- **Required action**: Only lines with the string "BoxKind" should be returned from the data below.

(Data entries)
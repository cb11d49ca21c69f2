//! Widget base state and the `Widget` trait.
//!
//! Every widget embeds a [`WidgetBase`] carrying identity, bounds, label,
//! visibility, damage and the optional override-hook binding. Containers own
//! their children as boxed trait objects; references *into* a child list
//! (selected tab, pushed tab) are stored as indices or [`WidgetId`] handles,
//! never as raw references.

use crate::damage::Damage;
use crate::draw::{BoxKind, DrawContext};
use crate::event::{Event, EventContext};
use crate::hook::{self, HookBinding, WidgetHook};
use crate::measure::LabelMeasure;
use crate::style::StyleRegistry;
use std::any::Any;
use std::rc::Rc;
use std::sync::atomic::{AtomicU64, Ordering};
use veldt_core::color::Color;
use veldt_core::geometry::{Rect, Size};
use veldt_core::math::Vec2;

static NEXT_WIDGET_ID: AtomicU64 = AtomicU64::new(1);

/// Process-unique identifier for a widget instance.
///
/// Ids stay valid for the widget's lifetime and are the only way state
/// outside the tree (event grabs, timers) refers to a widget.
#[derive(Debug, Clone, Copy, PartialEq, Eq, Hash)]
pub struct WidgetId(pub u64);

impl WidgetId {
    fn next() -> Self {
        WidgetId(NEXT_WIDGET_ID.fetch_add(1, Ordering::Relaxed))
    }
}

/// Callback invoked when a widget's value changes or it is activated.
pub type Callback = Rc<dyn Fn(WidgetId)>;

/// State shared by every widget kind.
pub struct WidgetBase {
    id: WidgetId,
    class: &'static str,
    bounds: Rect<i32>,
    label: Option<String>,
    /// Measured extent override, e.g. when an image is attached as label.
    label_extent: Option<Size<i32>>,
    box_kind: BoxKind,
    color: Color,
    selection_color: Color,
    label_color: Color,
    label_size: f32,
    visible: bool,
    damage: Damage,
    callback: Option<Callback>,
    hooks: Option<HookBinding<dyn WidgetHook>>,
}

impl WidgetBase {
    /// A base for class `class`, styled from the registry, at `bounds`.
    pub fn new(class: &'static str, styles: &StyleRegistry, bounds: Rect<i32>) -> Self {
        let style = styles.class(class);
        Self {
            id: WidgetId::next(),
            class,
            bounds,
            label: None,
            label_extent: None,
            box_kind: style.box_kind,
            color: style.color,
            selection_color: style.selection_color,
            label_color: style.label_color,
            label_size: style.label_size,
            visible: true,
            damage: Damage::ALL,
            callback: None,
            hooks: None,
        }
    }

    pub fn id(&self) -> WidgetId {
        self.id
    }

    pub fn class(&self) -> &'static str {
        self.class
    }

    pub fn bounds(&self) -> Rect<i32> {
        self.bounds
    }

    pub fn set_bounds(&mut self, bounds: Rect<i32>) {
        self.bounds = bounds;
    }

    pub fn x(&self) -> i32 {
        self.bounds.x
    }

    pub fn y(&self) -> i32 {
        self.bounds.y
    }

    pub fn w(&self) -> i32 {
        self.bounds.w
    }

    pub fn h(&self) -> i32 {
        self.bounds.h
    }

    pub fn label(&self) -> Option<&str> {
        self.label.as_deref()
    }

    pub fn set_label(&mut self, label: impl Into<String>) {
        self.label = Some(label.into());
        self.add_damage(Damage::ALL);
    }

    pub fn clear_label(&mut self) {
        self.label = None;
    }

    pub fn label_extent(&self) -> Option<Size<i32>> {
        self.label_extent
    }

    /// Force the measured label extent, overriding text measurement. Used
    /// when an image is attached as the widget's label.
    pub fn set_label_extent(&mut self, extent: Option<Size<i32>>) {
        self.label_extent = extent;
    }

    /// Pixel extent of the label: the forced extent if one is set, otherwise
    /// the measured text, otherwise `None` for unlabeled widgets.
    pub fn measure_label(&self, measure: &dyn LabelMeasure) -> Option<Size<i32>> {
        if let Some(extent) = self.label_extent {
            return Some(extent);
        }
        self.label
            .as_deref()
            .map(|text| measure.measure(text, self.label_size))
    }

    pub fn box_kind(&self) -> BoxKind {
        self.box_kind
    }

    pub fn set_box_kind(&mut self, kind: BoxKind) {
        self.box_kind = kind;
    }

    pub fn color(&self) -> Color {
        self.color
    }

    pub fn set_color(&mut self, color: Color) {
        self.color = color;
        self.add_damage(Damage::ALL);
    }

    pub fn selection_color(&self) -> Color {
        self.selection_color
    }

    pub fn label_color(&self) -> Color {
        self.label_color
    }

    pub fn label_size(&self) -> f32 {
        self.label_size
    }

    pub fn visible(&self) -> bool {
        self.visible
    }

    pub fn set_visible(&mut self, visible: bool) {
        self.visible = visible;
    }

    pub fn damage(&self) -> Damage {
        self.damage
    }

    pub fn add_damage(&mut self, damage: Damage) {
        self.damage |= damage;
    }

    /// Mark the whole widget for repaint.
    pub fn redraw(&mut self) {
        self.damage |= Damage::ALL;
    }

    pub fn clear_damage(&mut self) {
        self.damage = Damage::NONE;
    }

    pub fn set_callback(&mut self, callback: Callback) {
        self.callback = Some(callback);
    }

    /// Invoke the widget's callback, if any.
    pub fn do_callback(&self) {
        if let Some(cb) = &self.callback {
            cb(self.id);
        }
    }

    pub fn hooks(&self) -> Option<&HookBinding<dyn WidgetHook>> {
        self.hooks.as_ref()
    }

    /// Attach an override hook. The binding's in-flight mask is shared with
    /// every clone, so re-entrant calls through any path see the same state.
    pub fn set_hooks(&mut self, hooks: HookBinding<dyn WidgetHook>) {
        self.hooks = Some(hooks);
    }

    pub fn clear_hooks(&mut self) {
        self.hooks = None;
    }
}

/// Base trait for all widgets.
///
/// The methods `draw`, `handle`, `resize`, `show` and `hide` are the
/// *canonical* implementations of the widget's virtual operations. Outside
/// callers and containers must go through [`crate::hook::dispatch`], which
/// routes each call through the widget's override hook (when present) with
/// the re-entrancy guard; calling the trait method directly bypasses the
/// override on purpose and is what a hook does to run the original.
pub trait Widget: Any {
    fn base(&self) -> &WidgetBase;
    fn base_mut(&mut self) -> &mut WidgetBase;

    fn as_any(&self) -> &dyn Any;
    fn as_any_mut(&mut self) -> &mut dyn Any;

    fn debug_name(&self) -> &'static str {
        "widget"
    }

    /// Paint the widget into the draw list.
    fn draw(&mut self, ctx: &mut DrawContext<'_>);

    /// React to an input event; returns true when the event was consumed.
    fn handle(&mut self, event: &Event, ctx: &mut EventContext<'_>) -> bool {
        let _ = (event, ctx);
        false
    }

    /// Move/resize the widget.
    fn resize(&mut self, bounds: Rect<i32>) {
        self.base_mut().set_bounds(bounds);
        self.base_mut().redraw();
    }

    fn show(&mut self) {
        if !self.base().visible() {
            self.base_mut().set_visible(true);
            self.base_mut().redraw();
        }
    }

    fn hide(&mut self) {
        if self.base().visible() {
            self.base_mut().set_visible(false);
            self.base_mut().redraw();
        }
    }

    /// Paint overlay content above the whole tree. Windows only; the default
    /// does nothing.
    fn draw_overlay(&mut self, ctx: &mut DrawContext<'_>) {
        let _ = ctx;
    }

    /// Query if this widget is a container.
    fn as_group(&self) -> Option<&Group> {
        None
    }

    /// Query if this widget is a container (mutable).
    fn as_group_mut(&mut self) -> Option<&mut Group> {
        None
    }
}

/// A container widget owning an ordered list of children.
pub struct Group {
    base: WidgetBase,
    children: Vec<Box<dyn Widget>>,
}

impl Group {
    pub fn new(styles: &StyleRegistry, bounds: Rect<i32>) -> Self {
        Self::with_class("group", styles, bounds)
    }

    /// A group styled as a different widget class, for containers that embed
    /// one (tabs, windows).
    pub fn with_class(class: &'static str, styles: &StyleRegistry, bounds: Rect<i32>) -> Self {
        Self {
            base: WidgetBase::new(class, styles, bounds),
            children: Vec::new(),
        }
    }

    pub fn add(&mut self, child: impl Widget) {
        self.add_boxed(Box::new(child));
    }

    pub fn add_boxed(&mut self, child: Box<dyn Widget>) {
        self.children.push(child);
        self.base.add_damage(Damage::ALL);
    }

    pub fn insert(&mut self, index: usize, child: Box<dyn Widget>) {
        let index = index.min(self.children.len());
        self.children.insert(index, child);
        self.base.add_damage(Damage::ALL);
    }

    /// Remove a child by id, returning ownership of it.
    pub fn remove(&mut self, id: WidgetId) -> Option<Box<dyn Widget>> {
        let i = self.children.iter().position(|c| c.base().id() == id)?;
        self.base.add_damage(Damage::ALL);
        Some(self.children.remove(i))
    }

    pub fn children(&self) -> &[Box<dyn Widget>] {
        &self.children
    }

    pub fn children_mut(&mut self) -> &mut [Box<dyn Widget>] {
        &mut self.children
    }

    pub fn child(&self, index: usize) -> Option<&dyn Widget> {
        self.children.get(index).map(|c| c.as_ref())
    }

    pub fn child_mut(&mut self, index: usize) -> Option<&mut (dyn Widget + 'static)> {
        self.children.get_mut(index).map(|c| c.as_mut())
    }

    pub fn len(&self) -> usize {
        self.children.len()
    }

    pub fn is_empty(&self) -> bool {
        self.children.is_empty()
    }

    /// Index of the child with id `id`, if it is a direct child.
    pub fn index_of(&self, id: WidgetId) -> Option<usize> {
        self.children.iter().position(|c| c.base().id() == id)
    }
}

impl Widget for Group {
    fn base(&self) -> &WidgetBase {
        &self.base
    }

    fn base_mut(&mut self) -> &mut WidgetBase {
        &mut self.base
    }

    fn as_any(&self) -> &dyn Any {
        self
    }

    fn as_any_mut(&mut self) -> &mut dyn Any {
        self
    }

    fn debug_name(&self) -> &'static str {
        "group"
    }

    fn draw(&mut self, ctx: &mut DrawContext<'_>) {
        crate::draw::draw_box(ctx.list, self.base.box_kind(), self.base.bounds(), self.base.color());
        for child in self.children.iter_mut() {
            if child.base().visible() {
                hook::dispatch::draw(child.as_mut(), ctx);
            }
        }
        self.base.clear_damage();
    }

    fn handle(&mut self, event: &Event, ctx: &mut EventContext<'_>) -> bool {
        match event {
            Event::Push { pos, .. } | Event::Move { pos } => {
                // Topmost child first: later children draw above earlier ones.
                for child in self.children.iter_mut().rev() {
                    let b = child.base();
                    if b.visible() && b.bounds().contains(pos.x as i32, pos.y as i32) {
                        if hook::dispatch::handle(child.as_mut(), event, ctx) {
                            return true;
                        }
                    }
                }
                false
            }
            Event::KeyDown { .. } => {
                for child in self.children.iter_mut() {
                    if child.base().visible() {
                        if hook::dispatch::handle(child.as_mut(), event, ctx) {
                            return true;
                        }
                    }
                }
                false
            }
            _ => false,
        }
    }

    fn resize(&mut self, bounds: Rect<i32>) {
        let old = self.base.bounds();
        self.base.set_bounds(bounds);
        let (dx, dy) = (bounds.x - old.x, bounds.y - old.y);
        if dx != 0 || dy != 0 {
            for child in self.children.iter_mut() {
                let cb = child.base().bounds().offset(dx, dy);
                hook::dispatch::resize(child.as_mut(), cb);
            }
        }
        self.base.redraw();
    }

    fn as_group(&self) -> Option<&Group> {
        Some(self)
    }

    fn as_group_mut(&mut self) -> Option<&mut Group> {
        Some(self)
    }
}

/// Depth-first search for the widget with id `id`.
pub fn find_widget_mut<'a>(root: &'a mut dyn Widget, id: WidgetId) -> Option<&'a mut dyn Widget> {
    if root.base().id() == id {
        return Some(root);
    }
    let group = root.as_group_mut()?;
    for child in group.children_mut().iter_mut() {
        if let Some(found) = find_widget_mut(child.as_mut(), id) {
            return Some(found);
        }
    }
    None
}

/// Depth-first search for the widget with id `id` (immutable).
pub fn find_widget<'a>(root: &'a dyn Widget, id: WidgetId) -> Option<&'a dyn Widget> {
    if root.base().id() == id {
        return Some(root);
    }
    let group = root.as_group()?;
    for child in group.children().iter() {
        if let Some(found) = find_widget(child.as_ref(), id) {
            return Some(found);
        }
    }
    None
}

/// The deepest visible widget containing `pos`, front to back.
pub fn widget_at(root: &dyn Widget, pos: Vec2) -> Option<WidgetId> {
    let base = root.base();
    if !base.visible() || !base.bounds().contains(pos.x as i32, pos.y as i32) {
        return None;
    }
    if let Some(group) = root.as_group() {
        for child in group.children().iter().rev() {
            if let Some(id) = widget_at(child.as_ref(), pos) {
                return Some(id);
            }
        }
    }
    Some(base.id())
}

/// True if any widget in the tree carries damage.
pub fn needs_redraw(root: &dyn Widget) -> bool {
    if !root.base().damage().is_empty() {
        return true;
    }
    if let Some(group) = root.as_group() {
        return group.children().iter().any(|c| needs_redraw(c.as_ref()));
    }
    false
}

--

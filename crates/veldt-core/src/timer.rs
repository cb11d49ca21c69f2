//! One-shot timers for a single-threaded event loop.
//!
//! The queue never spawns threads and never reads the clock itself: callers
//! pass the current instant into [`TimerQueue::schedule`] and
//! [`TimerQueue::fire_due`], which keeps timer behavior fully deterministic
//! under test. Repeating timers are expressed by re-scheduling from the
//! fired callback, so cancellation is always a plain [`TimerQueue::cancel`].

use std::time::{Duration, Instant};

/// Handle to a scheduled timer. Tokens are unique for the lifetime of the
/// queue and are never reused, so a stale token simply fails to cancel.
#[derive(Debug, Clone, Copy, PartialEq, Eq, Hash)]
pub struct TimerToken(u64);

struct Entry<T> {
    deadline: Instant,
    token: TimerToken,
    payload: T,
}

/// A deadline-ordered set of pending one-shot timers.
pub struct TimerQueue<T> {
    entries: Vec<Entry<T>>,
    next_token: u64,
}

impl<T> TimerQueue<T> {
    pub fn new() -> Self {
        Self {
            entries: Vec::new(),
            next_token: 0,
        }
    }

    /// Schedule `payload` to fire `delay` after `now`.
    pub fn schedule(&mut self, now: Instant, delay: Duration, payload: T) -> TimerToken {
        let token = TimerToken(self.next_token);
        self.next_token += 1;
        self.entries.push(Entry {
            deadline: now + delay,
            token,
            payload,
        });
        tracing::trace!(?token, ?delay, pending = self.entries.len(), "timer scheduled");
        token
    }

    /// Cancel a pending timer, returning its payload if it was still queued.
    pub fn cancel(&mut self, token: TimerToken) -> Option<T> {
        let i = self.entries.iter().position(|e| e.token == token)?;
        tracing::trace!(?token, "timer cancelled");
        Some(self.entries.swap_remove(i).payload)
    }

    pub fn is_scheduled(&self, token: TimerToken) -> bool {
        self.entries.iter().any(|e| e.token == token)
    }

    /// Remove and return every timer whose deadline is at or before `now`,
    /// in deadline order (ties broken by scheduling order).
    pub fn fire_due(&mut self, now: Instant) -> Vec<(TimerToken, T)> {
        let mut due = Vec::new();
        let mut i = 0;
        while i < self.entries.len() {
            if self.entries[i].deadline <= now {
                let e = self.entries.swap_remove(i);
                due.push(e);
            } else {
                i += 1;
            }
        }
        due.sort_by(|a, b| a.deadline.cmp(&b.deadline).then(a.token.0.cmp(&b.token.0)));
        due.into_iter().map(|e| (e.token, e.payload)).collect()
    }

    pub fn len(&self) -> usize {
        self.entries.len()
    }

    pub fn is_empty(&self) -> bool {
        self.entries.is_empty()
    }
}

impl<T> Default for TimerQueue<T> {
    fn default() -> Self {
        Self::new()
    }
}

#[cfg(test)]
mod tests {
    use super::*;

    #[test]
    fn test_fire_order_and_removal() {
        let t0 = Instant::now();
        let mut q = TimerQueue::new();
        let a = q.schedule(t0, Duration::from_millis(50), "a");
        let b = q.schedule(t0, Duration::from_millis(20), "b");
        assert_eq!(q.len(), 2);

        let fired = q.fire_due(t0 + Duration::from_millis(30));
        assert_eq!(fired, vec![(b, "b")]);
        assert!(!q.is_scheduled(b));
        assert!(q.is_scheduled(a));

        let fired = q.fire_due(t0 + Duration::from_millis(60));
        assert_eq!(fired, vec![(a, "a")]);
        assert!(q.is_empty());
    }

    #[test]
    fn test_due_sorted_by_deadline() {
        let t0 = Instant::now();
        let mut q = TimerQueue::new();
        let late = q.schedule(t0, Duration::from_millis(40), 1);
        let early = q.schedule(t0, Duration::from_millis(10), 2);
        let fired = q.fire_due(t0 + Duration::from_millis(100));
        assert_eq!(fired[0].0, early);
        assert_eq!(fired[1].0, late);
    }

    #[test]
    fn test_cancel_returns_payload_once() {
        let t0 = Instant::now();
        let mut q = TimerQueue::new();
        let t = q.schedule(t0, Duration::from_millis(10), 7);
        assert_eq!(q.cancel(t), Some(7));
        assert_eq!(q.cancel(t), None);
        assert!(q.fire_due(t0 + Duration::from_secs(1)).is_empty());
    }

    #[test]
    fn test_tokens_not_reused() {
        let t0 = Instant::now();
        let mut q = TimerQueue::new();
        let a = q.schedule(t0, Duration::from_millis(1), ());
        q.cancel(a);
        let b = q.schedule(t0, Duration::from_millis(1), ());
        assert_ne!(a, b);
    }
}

---

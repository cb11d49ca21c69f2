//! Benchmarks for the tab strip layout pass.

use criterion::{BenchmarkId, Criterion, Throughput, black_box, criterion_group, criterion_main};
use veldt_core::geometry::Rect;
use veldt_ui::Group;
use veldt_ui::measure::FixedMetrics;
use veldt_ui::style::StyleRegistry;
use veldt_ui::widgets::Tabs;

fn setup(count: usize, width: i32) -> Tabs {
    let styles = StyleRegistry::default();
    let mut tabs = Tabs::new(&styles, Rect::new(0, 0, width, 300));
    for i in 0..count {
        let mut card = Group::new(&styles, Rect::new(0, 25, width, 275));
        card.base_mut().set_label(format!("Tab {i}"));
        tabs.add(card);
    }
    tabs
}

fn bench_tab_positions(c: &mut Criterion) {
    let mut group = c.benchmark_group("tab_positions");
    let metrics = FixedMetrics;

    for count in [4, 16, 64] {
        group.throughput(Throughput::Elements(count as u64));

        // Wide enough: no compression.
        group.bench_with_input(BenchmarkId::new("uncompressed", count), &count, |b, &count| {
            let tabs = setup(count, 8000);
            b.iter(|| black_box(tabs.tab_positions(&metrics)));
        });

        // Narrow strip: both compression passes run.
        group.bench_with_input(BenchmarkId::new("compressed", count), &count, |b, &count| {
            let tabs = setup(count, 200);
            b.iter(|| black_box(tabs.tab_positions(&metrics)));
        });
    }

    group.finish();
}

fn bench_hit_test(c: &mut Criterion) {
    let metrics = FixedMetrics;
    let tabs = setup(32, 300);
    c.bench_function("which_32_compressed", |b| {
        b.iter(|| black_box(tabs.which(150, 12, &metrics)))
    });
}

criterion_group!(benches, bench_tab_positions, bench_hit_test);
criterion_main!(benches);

- **Expected answer**:
use crate::draw::{BoxKind, DrawContext};
    box_kind: BoxKind,
    pub fn box_kind(&self) -> BoxKind {
    pub fn set_box_kind(&mut self, kind: BoxKind) {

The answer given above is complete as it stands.